Anti-Kickback Enforcement Act of 1986
- Long title: An Act to strengthen the prohibition of kickbacks relating to subcontracts under Federal Government contracts
- Enacted by: the 99th United States Congress
- Effective: November 7, 1986

Citations
- Public law: Pub. L. 99–634
- Statutes at Large: 100 Stat. 3523

Codification
- Acts amended: An Act To eliminate the practice by subcontractors, under cost-plus-a-fixed-fee or cost reimbursable contacts of the United States, of paying fees or kick-backs, or of granting gifts or gratuities to employees of a cost-plus-a-fixed-fee or cost reimbursable prime contractors or of higher tier subcontractors for the purpose of securing the award of subcontracts or orders. (Pub.
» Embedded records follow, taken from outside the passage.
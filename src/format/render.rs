//! Rendering of HTTP message parts: start lines, header blocks, JSON views.

use std::borrow::Cow;
use std::fmt::Write;

use http::header::{HeaderMap, HeaderName, HeaderValue};
use http::{Request, Response, Version};
use serde::ser::{Serialize, Serializer};

#[must_use]
pub fn version_str(version: Version) -> &'static str {
    match version {
        Version::HTTP_09 => "0.9",
        Version::HTTP_10 => "1.0",
        Version::HTTP_2 => "2",
        Version::HTTP_3 => "3",
        _ => "1.1",
    }
}

#[must_use]
pub fn method_str<B>(request: &Request<B>) -> String {
    request.method().as_str().trim().to_ascii_uppercase()
}

/// Path and query as they appear on the request line.
#[must_use]
pub fn target<B>(request: &Request<B>) -> &str {
    request
        .uri()
        .path_and_query()
        .map(|pq| pq.as_str())
        .filter(|s| !s.is_empty())
        .unwrap_or("/")
}

#[must_use]
pub fn request_line<B>(request: &Request<B>) -> String {
    let line = format!("{} {}", method_str(request), target(request));
    format!("{} HTTP/{}", line.trim(), version_str(request.version()))
}

#[must_use]
pub fn status_line<B>(response: &Response<B>) -> String {
    format!(
        "HTTP/{} {} {}",
        version_str(response.version()),
        response.status().as_u16(),
        reason_phrase(response)
    )
}

#[must_use]
pub fn reason_phrase<B>(response: &Response<B>) -> &'static str {
    response.status().canonical_reason().unwrap_or("")
}

fn value_str(value: &HeaderValue) -> Cow<'_, str> {
    String::from_utf8_lossy(value.as_bytes())
}

/// All values of one header, comma-joined. Empty when absent.
#[must_use]
pub fn header_line(headers: &HeaderMap, name: &HeaderName) -> String {
    headers
        .get_all(name)
        .iter()
        .map(value_str)
        .collect::<Vec<_>>()
        .join(", ")
}

/// Like [`header_line`] but for a name taken from a template. Names that
/// are not valid header names resolve to nothing.
#[must_use]
pub fn header_line_by_name(headers: &HeaderMap, name: &str) -> String {
    HeaderName::from_bytes(name.as_bytes())
        .map(|name| header_line(headers, &name))
        .unwrap_or_default()
}

/// The `Host` header, or the URI authority when the header is absent, as
/// on requests built for a client that have not reached the connection yet.
#[must_use]
pub fn host<B>(request: &Request<B>) -> String {
    let header = header_line(request.headers(), &http::header::HOST);
    if !header.is_empty() {
        return header;
    }
    request
        .uri()
        .authority()
        .map(|authority| authority.as_str().to_string())
        .unwrap_or_default()
}

/// One `name: v1, v2` line per header name, CRLF separated.
#[must_use]
pub fn header_block(headers: &HeaderMap) -> String {
    let mut block = String::new();
    for name in headers.keys() {
        // write! to String is infallible
        let _ = write!(block, "{}: {}\r\n", name, header_line(headers, name));
    }
    block.trim_end().to_string()
}

struct HeadersJson<'a>(&'a HeaderMap);

impl Serialize for HeadersJson<'_> {
    fn serialize<S: Serializer>(&self, serializer: S) -> Result<S::Ok, S::Error> {
        serializer.collect_map(self.0.keys().map(|name| {
            let values: Vec<Cow<'_, str>> = self.0.get_all(name).iter().map(value_str).collect();
            (name.as_str(), values)
        }))
    }
}

#[derive(serde::Serialize)]
struct RequestJson<'a> {
    method: String,
    uri: String,
    path: &'a str,
    version: &'static str,
    headers: HeadersJson<'a>,
    body: &'a str,
}

#[derive(serde::Serialize)]
struct ResponseJson<'a> {
    version: &'static str,
    status: String,
    headers: HeadersJson<'a>,
    body: &'a str,
}

#[must_use]
pub fn request_json<B>(request: &Request<B>, body: &str) -> String {
    let view = RequestJson {
        method: method_str(request),
        uri: request.uri().to_string(),
        path: target(request),
        version: version_str(request.version()),
        headers: HeadersJson(request.headers()),
        body,
    };
    serde_json::to_string(&view).unwrap_or_default()
}

#[must_use]
pub fn response_json<B>(response: &Response<B>, body: &str) -> String {
    let view = ResponseJson {
        version: version_str(response.version()),
        status: format!("{} {}", response.status().as_u16(), reason_phrase(response)),
        headers: HeadersJson(response.headers()),
        body,
    };
    serde_json::to_string(&view).unwrap_or_default()
}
L. 79–319, 60 Stat. 37, enacted March 8, 1946
- Titles amended: 41
- U.S.C. sections created: 41 U.S.C. ch. 87

Legislative history
- Introduced in the Senate as S. 2250 by Carl Levin (D–MI) on March 26, 1986; Passed the Senate on September 12, 1986 (passed); Passed the House of Representatives on October 7, 1986 (passed) with amendment; Senate agreed to House of Representatives amendment on October 15, 1986 (passed); Signed into law by President Ronald Reagan on November 7, 1986;

= Anti-Kickback Enforcement Act =

The Anti-Kickback Enforcement Act of 1986 (originally codified at 41 U.S.C. § 51 et seq., recodified at ) modernized and closed the loopholes of previous statutes applying to government contractors.

== Intent ==
The law attempts to make the anti-kickback statute a more useful prosecutorial tool by expanding the definition of prohibited conduct and by making the statute applicable to a broader range of persons involved in government subcontracting.